-- Opening Marker --

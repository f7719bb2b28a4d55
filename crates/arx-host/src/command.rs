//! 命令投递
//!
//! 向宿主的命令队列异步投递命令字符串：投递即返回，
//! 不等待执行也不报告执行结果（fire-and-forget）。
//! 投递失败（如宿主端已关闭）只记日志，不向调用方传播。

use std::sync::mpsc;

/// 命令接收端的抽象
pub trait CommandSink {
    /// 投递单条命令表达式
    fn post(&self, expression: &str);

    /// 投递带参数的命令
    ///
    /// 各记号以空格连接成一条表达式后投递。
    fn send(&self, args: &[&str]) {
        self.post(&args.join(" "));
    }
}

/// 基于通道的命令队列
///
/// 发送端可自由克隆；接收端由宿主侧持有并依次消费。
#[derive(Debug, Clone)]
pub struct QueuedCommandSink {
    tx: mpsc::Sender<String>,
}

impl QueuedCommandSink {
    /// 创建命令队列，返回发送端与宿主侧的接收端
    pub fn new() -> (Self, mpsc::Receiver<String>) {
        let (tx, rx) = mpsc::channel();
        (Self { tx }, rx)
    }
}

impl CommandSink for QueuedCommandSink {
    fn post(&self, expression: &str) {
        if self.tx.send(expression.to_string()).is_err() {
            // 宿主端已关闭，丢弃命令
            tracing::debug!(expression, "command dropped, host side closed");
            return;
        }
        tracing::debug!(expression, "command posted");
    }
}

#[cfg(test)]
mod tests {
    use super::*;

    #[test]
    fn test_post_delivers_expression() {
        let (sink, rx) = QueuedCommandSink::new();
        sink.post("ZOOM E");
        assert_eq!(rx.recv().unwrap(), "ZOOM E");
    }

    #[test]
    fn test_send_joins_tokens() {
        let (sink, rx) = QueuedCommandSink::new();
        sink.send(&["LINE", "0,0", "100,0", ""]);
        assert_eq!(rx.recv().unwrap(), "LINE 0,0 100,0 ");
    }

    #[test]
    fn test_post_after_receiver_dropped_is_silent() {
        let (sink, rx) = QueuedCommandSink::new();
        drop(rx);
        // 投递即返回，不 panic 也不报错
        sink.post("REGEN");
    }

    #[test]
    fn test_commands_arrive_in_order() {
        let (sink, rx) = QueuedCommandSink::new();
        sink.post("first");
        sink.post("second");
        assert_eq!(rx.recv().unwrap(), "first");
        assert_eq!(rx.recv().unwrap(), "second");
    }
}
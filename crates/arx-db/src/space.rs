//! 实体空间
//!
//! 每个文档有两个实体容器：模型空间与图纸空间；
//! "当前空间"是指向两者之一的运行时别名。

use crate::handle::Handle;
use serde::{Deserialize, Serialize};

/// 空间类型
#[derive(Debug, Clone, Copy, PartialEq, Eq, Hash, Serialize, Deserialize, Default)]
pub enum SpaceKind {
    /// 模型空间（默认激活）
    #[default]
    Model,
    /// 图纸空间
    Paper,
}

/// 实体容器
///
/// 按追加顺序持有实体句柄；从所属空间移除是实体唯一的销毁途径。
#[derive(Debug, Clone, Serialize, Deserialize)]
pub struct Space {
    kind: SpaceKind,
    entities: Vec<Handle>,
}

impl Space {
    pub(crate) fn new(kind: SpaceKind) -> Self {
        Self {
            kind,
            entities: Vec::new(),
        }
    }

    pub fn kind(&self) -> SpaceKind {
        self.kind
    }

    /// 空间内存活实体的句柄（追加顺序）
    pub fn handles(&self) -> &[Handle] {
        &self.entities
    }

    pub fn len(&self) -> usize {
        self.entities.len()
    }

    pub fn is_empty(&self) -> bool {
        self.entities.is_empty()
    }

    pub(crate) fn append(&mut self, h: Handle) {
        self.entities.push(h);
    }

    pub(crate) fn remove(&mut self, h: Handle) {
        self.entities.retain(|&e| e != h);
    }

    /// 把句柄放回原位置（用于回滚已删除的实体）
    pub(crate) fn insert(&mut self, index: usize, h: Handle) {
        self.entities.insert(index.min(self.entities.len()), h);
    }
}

-- Closing Marker --

PROBLEM REQUIREMENTS: Give back the listing exactly.

SOLUTION:
repository f7719bb2b28a4d55
filename crates/arx-host/src/command.rs
//! 命令投递
//!
//! 向宿主的命令队列异步投递命令字符串：投递即返回，
//! 不等待执行也不报告执行结果（fire-and-forget）。
//! 投递失败（如宿主端已关闭）只记日志，不向调用方传播。

use std::sync::mpsc;

/// 命令接收端的抽象
pub trait CommandSink {
    /// 投递单条命令表达式
    fn post(&self, expression: &str);

    /// 投递带参数的命令
    ///
    /// 各记号以空格连接成一条表达式后投递。
    fn send(&self, args: &[&str]) {
        self.post(&args.join(" "));
    }
}

/// 基于通道的命令队列
///
/// 发送端可自由克隆；接收端由宿主侧持有并依次消费。
#[derive(Debug, Clone)]
pub struct QueuedCommandSink {
    tx: mpsc::Sender<String>,
}

impl QueuedCommandSink {
    /// 创建命令队列，返回发送端与宿主侧的接收端
    pub fn new() -> (Self, mpsc::Receiver<String>) {
        let (tx, rx) = mpsc::channel();
        (Self { tx }, rx)
    }
}

impl CommandSink for QueuedCommandSink {
    fn post(&self, expression: &str) {
        if self.tx.send(expression.to_string()).is_err() {
            // 宿主端已关闭，丢弃命令
            tracing::debug!(expression, "command dropped, host side closed");
            return;
        }
        tracing::debug!(expression, "command posted");
    }
}

#[cfg(test)]
mod tests {
    use super::*;

    #[test]
    fn test_post_delivers_expression() {
        let (sink, rx) = QueuedCommandSink::new();
        sink.post("ZOOM E");
        assert_eq!(rx.recv().unwrap(), "ZOOM E");
    }

    #[test]
    fn test_send_joins_tokens() {
        let (sink, rx) = QueuedCommandSink::new();
        sink.send(&["LINE", "0,0", "100,0", ""]);
        assert_eq!(rx.recv().unwrap(), "LINE 0,0 100,0 ");
    }

    #[test]
    fn test_post_after_receiver_dropped_is_silent() {
        let (sink, rx) = QueuedCommandSink::new();
        drop(rx);
        // 投递即返回，不 panic 也不报错
        sink.post("REGEN");
    }

    #[test]
    fn test_commands_arrive_in_order() {
        let (sink, rx) = QueuedCommandSink::new();
        sink.post("first");
        sink.post("second");
        assert_eq!(rx.recv().unwrap(), "first");
        assert_eq!(rx.recv().unwrap(), "second");
    }
}
filename crates/arx-db/src/space.rs
//! 实体空间
//!
//! 每个文档有两个实体容器：模型空间与图纸空间；
//! "当前空间"是指向两者之一的运行时别名。

use crate::handle::Handle;
use serde::{Deserialize, Serialize};

/// 空间类型
#[derive(Debug, Clone, Copy, PartialEq, Eq, Hash, Serialize, Deserialize, Default)]
pub enum SpaceKind {
    /// 模型空间（默认激活）
    #[default]
    Model,
    /// 图纸空间
    Paper,
}

/// 实体容器
///
/// 按追加顺序持有实体句柄；从所属空间移除是实体唯一的销毁途径。
#[derive(Debug, Clone, Serialize, Deserialize)]
pub struct Space {
    kind: SpaceKind,
    entities: Vec<Handle>,
}

impl Space {
    pub(crate) fn new(kind: SpaceKind) -> Self {
        Self {
            kind,
            entities: Vec::new(),
        }
    }

    pub fn kind(&self) -> SpaceKind {
        self.kind
    }

    /// 空间内存活实体的句柄（追加顺序）
    pub fn handles(&self) -> &[Handle] {
        &self.entities
    }

    pub fn len(&self) -> usize {
        self.entities.len()
    }

    pub fn is_empty(&self) -> bool {
        self.entities.is_empty()
    }

    pub(crate) fn append(&mut self, h: Handle) {
        self.entities.push(h);
    }

    pub(crate) fn remove(&mut self, h: Handle) {
        self.entities.retain(|&e| e != h);
    }

    /// 把句柄放回原位置（用于回滚已删除的实体）
    pub(crate) fn insert(&mut self, index: usize, h: Handle) {
        self.entities.insert(index.min(self.entities.len()), h);
    }
}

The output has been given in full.